Alcohol in kombucha is a natural byproduct of the fermentation process. However, at Brew Dr., we are careful to extract alcohol so that our kombucha is safe for all to drink and contains only trace amounts of alcohol - less than 0.5%. Caffeine levels, on the other hand, are based on the type of tea used. Black and green teas are typical in kombucha and they do contain caffeine, but the fermentation process reduces the amount of caffeine naturally so the kombucha ends up with around 15 mg of caffeine in the end product. A cup of coffee has around 95 mg of caffeine, for reference.
Kombucha is a wonderful drink most people can enjoy. It’s naturally gluten-free, fits nicely into most diets, including vegetarian and Keto. Here’s another thing to think about: many kombuchas are considered “raw,” meaning they are unpasteurized. Because of this, doctors may advise pregnant women to abstain from kombucha while pregnant. Be sure to consult your doctor before trying something new or if you have any questions or concerns about adding kombucha to your diet.
There are many claims of the health benefits of kombucha, including nutritionally and functionally. The beneficial bacteria created during the fermentation process may impact the microbiome in the digestive tract to improve gut health. Kombucha may also boost digestive enzymes, vitamin levels and antioxidant properties in foods. Mostly, however, fans just love the uniqueness of kombucha!
Raw kombucha is alive with beneficial bacteria that are quite fussy about their environment. In order to keep the flavor and quality of the kombucha the way it was intended, kombucha needs to be refrigerated or chilled in a cooler. Anything warmer will perpetuate the fermentation process for a tangier, more vinegary, fizzy and alcohol-laden beverage that can be off-putting.

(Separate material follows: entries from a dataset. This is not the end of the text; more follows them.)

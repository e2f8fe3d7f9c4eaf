use clap::Parser;
use clap_verbosity_flag::{InfoLevel, Verbosity};
use std::path::{Path, PathBuf};

/// multiablo: run several Diablo II: Resurrected clients side by side
///
/// Closes the single-instance guard handle in every running `D2R.exe` and
/// keeps the Battle.net update agent from holding on to the game by
/// restarting it once it has been alive for a few seconds.
#[derive(Debug, Parser, Clone)]
#[command(about, long_about, version)]
pub struct Cli {
    /// Path to configuration file.
    ///
    /// If not provided, `multiablo.toml` and `multiablo.d/*.toml` next to the
    /// executable are checked, the latter being a glob pattern. If they don't
    /// exist, the default configuration is used.
    #[arg(short, long, value_parser = validate_file)]
    pub config: Option<PathBuf>,

    /// Leave the update agent alone.
    #[arg(long)]
    pub no_warden: bool,

    /// Print the effective configuration as TOML and exit.
    #[arg(long)]
    pub dump_config: bool,

    #[command(flatten)]
    pub verbosity: Verbosity<InfoLevel>,
}

/// Check if the file exists.
#[inline(always)]
fn validate_file(file: &str) -> Result<PathBuf, String> {
    let path = Path::new(file);
    if path.is_file() {
        Ok(path.to_owned())
    } else {
        Err(format!("File not found: {:?}", path))
    }
}
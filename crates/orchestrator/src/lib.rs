#![forbid(unsafe_code)]

pub mod clock;
pub mod error;
pub mod event;
pub mod monitor;
pub mod report;
pub mod state;
pub mod workers;

pub use clock::{Clock, SystemClock};
pub use error::Error;
pub use event::{
    AgentProcess, EventRecord, GuardSnapshot, GuardedProcess, MonitorEvent, Outbox, Snapshot,
    WardenSnapshot,
};
pub use monitor::{Monitor, Services};
pub use report::{GuardStatus, Reporter, WardenStatus};
pub use state::SharedState;
pub use workers::{
    AgentWarden, GuardStripper, RelaunchOutcome, WardenAction, WardenPolicy, WorkerKind,
};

There are so many kombuchas out there, it can be challenging to find the best one. If you want a kombucha with the naturally-occurring beneficial bacteria, make sure you select a “raw” kombucha that hasn’t been pasteurized to kill bacteria. If sugar is of concern, be sure to read the nutritional labels as kombuchas contain varying amounts of sugar.
Look at the label to see the ingredients, too. It’s up to you whether you prefer organic fruits and botanicals to flavor your kombucha or artificial ingredients and added sugar. Finally, visit the manufacturer’s website to see how that company’s environmental practices align with what matters to you.
We love this question because kombucha is so amazing in recipes! From cocktails and mocktails to smoothies and dressings, kombucha adds that “little something special.” With all of the interesting kombucha flavors out there, there’s really no limit to what you can do with kombucha.